─── RECORD EXCERPTS ───
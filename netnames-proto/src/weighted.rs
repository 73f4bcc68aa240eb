//! Priority/weight ordered candidate selection for `SRV` and `MX` style records.
//!
//! See [RFC 2782](https://www.rfc-editor.org/rfc/rfc2782) for the selection rules implemented by
//! [`WeightedNameRecordList::take_next()`].

use std::collections::BTreeMap;
use std::fmt;

use rand::Rng;

use crate::record::NameRecord;

/// A set of records from which candidates are drawn in priority order, weighted-randomly within
/// one priority.
///
/// Records are grouped by priority (lower value first), and within one priority by weight.
/// Records without a priority (e.g. `A` records) end up in priority 0 with weight 0, so for them
/// the list degenerates into a uniformly shuffled queue.
///
/// # Examples
/// ```rust
/// use netnames_proto::{NameRecord, WeightedNameRecordList};
///
/// let mut list = WeightedNameRecordList::new();
/// list.append(NameRecord::srv_record("_x._tcp.example.", 60, "backup.example.", 1, 10, 0));
/// list.append(NameRecord::srv_record("_x._tcp.example.", 60, "main.example.", 1, 0, 0));
///
/// assert_eq!(list.take_next().unwrap().name(), "main.example.");
/// assert_eq!(list.take_next().unwrap().name(), "backup.example.");
/// assert!(list.take_next().is_none());
/// ```
#[derive(Clone, Default, PartialEq, Eq)]
pub struct WeightedNameRecordList {
    // priority -> weight -> records; emptied groups are removed right away, so the first
    // priority group is always the current one
    priority_groups: BTreeMap<u16, BTreeMap<u16, Vec<NameRecord>>>,
}

impl WeightedNameRecordList {
    pub fn new() -> Self {
        Self::default()
    }

    pub fn is_empty(&self) -> bool {
        self.priority_groups.is_empty()
    }

    /// The number of records remaining.
    pub fn len(&self) -> usize {
        self.priority_groups
            .values()
            .flat_map(|group| group.values())
            .map(Vec::len)
            .sum()
    }

    pub fn clear(&mut self) {
        self.priority_groups.clear();
    }

    /// Adds a single record. Null records are ignored.
    pub fn append(&mut self, record: NameRecord) {
        if record.is_null() {
            return;
        }
        self.priority_groups
            .entry(record.priority())
            .or_default()
            .entry(record.weight())
            .or_default()
            .push(record);
    }

    /// Adds all records of `records`.
    pub fn append_all(&mut self, records: impl IntoIterator<Item = NameRecord>) {
        for record in records {
            self.append(record);
        }
    }

    /// Adds the remaining records of another list.
    pub fn append_list(&mut self, other: &WeightedNameRecordList) {
        self.append_all(other.records().cloned());
    }

    /// Adds `hostname:port` as a candidate that is only taken after everything else, i.e. with the
    /// lowest possible precedence and weight 0.
    pub fn append_host(&mut self, hostname: &str, port: u16) {
        self.append(NameRecord::srv_record(
            hostname, 0, hostname, port, u16::MAX, 0,
        ));
    }

    /// Iterates over the remaining records in priority order, without removing them.
    pub fn records(&self) -> impl Iterator<Item = &NameRecord> {
        self.priority_groups
            .values()
            .flat_map(|group| group.values())
            .flatten()
    }

    /// Removes and returns the next candidate, or [`None`] if the list is empty.
    pub fn take_next(&mut self) -> Option<NameRecord> {
        self.take_next_with(&mut rand::thread_rng())
    }

    /// Like [`Self::take_next()`], drawing from the given random number generator.
    pub fn take_next_with<R: Rng + ?Sized>(&mut self, rng: &mut R) -> Option<NameRecord> {
        let mut current = self.priority_groups.first_entry()?;
        let group = current.get_mut();

        // u64: a tier of many heavy records overflows u32
        let total_weight: u64 = group
            .iter()
            .map(|(weight, records)| u64::from(*weight) * records.len() as u64)
            .sum();

        let (weight, index) = if total_weight == 0 {
            // nothing to weigh, every record is equally likely
            let count: usize = group.values().map(Vec::len).sum();
            let mut pick = rng.gen_range(0..count);
            let mut chosen = None;
            for (weight, records) in group.iter() {
                if pick < records.len() {
                    chosen = Some((*weight, pick));
                    break;
                }
                pick -= records.len();
            }
            chosen?
        } else {
            let draw = rng.gen_range(0..total_weight);
            let mut cumulative = 0;
            let mut chosen = None;
            'outer: for (weight, records) in group.iter() {
                for index in 0..records.len() {
                    cumulative += u64::from(*weight);
                    if cumulative > draw {
                        chosen = Some((*weight, index));
                        break 'outer;
                    }
                }
            }
            chosen?
        };

        let records = group.get_mut(&weight)?;
        let record = records.remove(index);
        if records.is_empty() {
            group.remove(&weight);
        }
        if group.is_empty() {
            current.remove();
        }
        Some(record)
    }
}

impl Extend<NameRecord> for WeightedNameRecordList {
    fn extend<T: IntoIterator<Item = NameRecord>>(&mut self, iter: T) {
        self.append_all(iter);
    }
}

impl FromIterator<NameRecord> for WeightedNameRecordList {
    fn from_iter<T: IntoIterator<Item = NameRecord>>(iter: T) -> Self {
        let mut list = Self::new();
        list.append_all(iter);
        list
    }
}

impl fmt::Debug for WeightedNameRecordList {
    fn fmt(&self, f: &mut fmt::Formatter<'_>) -> fmt::Result {
        writeln!(f, "WeightedNameRecordList {{")?;
        for (priority, group) in &self.priority_groups {
            for (weight, records) in group {
                for record in records {
                    writeln!(
                        f,
                        "    priority {} weight {}: {}:{}",
                        priority,
                        weight,
                        record.name(),
                        record.port()
                    )?;
                }
            }
        }
        write!(f, "}}")
    }
}

#[cfg(test)]
mod tests {
    use std::collections::HashSet;

    use rand::rngs::StdRng;
    use rand::SeedableRng;

    use super::WeightedNameRecordList;
    use crate::record::NameRecord;

    fn srv(target: &str, priority: u16, weight: u16) -> NameRecord {
        NameRecord::srv_record("_svc._tcp.example.", 300, target, 5222, priority, weight)
    }

    #[test]
    fn every_record_is_taken_exactly_once() {
        let mut rng = StdRng::seed_from_u64(7);
        let targets = ["a.", "b.", "c.", "d.", "e."];
        let mut list: WeightedNameRecordList = targets
            .iter()
            .enumerate()
            .map(|(i, t)| srv(t, 0, i as u16 * 10))
            .collect();
        assert_eq!(list.len(), 5);

        let mut seen = HashSet::new();
        while let Some(record) = list.take_next_with(&mut rng) {
            assert!(seen.insert(record.name().to_string()));
        }
        assert_eq!(seen.len(), targets.len());
        assert!(list.is_empty());
    }

    #[test]
    fn lower_priority_value_always_first() {
        for seed in 0..50 {
            let mut rng = StdRng::seed_from_u64(seed);
            let mut list = WeightedNameRecordList::new();
            list.append(srv("late-1.", 20, 100));
            list.append(srv("early-1.", 10, 1));
            list.append(srv("late-2.", 20, 0));
            list.append(srv("early-2.", 10, 0));

            let order: Vec<_> = std::iter::from_fn(|| list.take_next_with(&mut rng))
                .map(|r| r.priority())
                .collect();
            assert_eq!(order, vec![10, 10, 20, 20]);
        }
    }

    #[test]
    fn zero_weight_comes_after_nonzero_weights() {
        for seed in 0..50 {
            let mut rng = StdRng::seed_from_u64(seed);
            let mut list = WeightedNameRecordList::new();
            list.append(srv("zero.", 0, 0));
            list.append(srv("light.", 0, 1));
            list.append(srv("heavy.", 0, 60));

            let first = list.take_next_with(&mut rng).unwrap();
            let second = list.take_next_with(&mut rng).unwrap();
            let third = list.take_next_with(&mut rng).unwrap();
            assert_ne!(first.name(), "zero.");
            assert_ne!(second.name(), "zero.");
            assert_eq!(third.name(), "zero.");
        }
    }

    #[test]
    fn heavier_records_are_preferred() {
        let mut rng = StdRng::seed_from_u64(42);
        let mut heavy_first = 0;
        for _ in 0..1000 {
            let mut list = WeightedNameRecordList::new();
            list.append(srv("light.", 0, 10));
            list.append(srv("heavy.", 0, 90));
            if list.take_next_with(&mut rng).unwrap().name() == "heavy." {
                heavy_first += 1;
            }
        }
        assert!(heavy_first > 800, "heavy first only {} times", heavy_first);
    }

    #[test]
    fn appended_host_is_the_last_resort() {
        let mut list = WeightedNameRecordList::new();
        list.append_host("example.com.", 5222);
        list.append(srv("a.", 65534, 0));
        list.append(srv("b.", 3, 0));

        let names: Vec<_> = std::iter::from_fn(|| list.take_next())
            .map(|r| r.name().to_string())
            .collect();
        assert_eq!(names, vec!["b.", "a.", "example.com."]);
    }

    #[test]
    fn null_records_are_ignored() {
        let mut list = WeightedNameRecordList::new();
        list.append(NameRecord::default());
        assert!(list.is_empty());
    }

    #[test]
    fn append_list_copies_remaining_records() {
        let mut first = WeightedNameRecordList::new();
        first.append(srv("a.", 0, 0));
        let mut second = WeightedNameRecordList::new();
        second.append(srv("b.", 1, 0));
        second.append_list(&first);
        assert_eq!(second.len(), 2);
        assert_eq!(first.len(), 1);
        assert_eq!(second.take_next().unwrap().name(), "a.");
    }

    #[test]
    fn huge_heavy_tier_does_not_overflow() {
        let mut rng = StdRng::seed_from_u64(3);
        let mut list: WeightedNameRecordList =
            (0..70_000).map(|_| srv("heavy.", 0, u16::MAX)).collect();
        list.append(srv("light.", 0, 1));
        assert_eq!(list.len(), 70_001);

        assert!(list.take_next_with(&mut rng).is_some());
        assert_eq!(list.len(), 70_000);
    }
}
───
WORK TASK
Please transcribe only the lines in the records above running from the line that has "list.append_all(iter);" through the line that has "assert_eq!(list.len(), 5);", both included, exactly as they appear.

RESPONSE TO THE EXERCISE
        list.append_all(iter);
        list
    }
}

impl fmt::Debug for WeightedNameRecordList {
    fn fmt(&self, f: &mut fmt::Formatter<'_>) -> fmt::Result {
        writeln!(f, "WeightedNameRecordList {{")?;
        for (priority, group) in &self.priority_groups {
            for (weight, records) in group {
                for record in records {
                    writeln!(
                        f,
                        "    priority {} weight {}: {}:{}",
                        priority,
                        weight,
                        record.name(),
                        record.port()
                    )?;
                }
            }
        }
        write!(f, "}}")
    }
}

#[cfg(test)]
mod tests {
    use std::collections::HashSet;

    use rand::rngs::StdRng;
    use rand::SeedableRng;

    use super::WeightedNameRecordList;
    use crate::record::NameRecord;

    fn srv(target: &str, priority: u16, weight: u16) -> NameRecord {
        NameRecord::srv_record("_svc._tcp.example.", 300, target, 5222, priority, weight)
    }

    #[test]
    fn every_record_is_taken_exactly_once() {
        let mut rng = StdRng::seed_from_u64(7);
        let targets = ["a.", "b.", "c.", "d.", "e."];
        let mut list: WeightedNameRecordList = targets
            .iter()
            .enumerate()
            .map(|(i, t)| srv(t, 0, i as u16 * 10))
            .collect();
        assert_eq!(list.len(), 5);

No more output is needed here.